[Stored data]
---

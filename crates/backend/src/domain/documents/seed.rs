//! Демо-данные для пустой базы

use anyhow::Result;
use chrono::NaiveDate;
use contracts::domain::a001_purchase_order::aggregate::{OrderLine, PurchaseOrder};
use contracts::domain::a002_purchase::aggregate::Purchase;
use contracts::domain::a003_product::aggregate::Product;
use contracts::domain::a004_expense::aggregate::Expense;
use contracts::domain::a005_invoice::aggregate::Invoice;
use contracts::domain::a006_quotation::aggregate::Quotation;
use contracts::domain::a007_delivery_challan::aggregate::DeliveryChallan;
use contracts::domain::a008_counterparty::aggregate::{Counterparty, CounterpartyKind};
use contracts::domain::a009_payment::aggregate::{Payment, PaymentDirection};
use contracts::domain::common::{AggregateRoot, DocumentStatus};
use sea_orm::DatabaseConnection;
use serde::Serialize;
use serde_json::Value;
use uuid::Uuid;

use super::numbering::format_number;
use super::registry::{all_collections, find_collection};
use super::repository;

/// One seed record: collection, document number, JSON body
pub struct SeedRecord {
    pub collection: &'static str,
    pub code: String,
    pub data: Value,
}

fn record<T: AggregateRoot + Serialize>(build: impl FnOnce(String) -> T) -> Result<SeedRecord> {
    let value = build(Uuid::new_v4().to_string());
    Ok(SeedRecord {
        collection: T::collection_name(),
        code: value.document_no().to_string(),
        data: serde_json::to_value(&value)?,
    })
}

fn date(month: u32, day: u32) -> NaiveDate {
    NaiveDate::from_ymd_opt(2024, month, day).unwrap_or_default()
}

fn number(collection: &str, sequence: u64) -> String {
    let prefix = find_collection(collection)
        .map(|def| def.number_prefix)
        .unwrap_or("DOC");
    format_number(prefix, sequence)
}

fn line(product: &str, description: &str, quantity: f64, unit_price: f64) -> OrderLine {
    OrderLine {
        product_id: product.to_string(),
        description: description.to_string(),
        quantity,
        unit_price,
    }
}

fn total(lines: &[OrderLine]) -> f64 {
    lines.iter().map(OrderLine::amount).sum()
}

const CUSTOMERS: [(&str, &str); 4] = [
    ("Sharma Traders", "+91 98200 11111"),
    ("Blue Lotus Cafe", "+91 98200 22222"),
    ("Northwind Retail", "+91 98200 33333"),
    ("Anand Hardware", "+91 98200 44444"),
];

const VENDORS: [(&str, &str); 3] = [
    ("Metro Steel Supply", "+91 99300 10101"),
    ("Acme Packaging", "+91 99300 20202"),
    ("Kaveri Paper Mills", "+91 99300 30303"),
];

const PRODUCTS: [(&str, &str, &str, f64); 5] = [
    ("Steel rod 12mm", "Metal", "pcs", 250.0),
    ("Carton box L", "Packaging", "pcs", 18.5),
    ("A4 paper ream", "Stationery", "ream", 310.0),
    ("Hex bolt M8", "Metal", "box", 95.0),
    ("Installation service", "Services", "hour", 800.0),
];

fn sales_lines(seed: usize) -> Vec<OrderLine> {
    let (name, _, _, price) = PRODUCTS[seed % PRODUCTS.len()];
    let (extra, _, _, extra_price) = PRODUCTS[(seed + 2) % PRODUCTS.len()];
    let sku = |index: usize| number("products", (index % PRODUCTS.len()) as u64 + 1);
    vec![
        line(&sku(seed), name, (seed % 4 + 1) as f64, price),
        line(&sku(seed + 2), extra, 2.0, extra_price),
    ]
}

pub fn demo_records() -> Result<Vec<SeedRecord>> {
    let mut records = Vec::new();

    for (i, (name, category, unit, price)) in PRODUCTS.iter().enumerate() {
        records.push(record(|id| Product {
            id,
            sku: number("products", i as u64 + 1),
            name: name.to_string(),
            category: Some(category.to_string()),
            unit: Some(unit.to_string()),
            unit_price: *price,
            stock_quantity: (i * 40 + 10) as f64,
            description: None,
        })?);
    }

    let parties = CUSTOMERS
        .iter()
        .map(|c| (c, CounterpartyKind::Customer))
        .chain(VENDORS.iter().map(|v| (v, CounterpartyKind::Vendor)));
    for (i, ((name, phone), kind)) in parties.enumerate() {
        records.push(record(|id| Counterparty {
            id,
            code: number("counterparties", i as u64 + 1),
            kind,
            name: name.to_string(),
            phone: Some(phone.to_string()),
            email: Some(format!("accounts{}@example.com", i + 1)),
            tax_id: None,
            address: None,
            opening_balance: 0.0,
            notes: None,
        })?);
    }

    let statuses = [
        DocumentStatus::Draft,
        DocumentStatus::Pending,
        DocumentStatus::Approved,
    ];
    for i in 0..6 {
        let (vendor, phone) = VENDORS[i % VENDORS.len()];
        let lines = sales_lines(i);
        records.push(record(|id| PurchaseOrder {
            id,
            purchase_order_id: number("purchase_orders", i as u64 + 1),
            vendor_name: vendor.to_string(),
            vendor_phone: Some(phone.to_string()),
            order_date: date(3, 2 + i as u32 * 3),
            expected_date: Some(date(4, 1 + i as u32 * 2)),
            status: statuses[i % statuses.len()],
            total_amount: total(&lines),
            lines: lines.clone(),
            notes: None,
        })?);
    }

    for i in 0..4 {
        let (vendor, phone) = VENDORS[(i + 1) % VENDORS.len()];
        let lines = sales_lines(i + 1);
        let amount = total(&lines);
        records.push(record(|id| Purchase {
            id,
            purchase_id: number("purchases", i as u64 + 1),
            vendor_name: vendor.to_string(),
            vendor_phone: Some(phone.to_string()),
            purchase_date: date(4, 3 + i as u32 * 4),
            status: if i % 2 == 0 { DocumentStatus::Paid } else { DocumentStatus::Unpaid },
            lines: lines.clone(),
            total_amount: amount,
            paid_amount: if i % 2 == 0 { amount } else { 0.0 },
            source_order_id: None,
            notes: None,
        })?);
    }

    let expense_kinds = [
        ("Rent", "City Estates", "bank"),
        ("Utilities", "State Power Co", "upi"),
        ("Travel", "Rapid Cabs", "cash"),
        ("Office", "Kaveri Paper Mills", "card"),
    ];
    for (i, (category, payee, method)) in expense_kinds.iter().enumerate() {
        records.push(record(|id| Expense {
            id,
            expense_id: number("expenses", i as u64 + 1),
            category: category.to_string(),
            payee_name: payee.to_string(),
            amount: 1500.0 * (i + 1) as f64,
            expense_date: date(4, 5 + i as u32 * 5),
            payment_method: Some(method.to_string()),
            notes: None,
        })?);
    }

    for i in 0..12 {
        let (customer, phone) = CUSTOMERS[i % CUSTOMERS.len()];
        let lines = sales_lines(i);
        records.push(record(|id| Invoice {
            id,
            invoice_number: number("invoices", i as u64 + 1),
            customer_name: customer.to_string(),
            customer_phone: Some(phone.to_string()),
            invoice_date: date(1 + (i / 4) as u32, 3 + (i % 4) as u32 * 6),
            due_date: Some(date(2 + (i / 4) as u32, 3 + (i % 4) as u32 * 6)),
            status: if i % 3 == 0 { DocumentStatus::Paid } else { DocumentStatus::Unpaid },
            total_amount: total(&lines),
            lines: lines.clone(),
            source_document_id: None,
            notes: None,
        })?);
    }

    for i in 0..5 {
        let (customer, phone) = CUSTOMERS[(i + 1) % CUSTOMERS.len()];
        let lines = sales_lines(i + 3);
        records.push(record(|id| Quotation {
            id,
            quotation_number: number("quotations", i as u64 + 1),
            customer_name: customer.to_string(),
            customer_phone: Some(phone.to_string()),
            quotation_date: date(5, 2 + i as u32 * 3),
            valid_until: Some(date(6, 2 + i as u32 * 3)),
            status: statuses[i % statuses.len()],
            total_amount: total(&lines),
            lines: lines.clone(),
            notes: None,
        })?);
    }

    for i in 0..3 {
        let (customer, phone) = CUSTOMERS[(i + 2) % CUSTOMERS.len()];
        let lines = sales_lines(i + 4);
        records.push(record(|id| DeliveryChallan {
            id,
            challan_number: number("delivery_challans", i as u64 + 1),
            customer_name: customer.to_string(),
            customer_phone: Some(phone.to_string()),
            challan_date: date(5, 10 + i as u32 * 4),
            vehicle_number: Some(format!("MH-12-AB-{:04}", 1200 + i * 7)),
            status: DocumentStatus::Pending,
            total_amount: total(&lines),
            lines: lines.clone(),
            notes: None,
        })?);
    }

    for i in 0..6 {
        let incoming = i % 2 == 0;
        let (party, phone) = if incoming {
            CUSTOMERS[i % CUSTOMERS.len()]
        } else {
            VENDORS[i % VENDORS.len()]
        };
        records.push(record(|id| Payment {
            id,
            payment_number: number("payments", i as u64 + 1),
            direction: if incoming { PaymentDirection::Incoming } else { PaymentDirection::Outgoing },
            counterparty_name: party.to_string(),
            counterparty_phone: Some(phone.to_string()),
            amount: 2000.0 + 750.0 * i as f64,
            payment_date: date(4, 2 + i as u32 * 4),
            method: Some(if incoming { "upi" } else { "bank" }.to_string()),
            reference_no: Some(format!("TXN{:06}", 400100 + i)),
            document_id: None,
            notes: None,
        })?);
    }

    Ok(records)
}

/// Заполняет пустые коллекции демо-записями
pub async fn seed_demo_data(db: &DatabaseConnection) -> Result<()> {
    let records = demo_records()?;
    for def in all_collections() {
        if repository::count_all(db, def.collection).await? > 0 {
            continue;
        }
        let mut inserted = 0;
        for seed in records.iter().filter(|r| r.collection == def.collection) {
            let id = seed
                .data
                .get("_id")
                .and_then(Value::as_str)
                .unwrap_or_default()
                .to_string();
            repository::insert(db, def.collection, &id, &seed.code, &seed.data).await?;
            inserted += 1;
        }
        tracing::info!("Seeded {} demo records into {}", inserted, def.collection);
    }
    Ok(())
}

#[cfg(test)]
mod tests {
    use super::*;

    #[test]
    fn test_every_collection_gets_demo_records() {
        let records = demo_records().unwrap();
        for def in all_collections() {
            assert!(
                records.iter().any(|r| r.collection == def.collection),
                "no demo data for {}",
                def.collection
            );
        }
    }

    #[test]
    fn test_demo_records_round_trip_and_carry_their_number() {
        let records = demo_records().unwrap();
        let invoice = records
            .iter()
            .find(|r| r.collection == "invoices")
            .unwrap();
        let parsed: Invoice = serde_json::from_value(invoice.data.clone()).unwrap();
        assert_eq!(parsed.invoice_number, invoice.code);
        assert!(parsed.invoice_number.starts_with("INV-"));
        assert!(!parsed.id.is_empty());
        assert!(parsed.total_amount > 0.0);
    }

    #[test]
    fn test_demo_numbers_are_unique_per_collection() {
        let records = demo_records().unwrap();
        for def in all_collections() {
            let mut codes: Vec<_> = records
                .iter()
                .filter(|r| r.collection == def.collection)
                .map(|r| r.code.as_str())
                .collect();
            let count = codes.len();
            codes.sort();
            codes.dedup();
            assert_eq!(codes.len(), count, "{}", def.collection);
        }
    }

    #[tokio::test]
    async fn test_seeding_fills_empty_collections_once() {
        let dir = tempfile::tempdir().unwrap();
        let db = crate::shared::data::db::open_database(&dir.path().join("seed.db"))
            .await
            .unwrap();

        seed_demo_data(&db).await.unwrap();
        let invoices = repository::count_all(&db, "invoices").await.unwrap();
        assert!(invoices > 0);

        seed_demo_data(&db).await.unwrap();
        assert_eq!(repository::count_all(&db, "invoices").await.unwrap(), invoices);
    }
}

---

• PROBLEM TO WORK ON
Print only the lines from the top of the data above down to the line holding "use contracts::domain::a006_quotation::aggregate::Quotation;", inclusive.

• SOLUTION TO THIS TASK
filename crates/backend/src/domain/documents/seed.rs
//! Демо-данные для пустой базы

use anyhow::Result;
use chrono::NaiveDate;
use contracts::domain::a001_purchase_order::aggregate::{OrderLine, PurchaseOrder};
use contracts::domain::a002_purchase::aggregate::Purchase;
use contracts::domain::a003_product::aggregate::Product;
use contracts::domain::a004_expense::aggregate::Expense;
use contracts::domain::a005_invoice::aggregate::Invoice;
use contracts::domain::a006_quotation::aggregate::Quotation;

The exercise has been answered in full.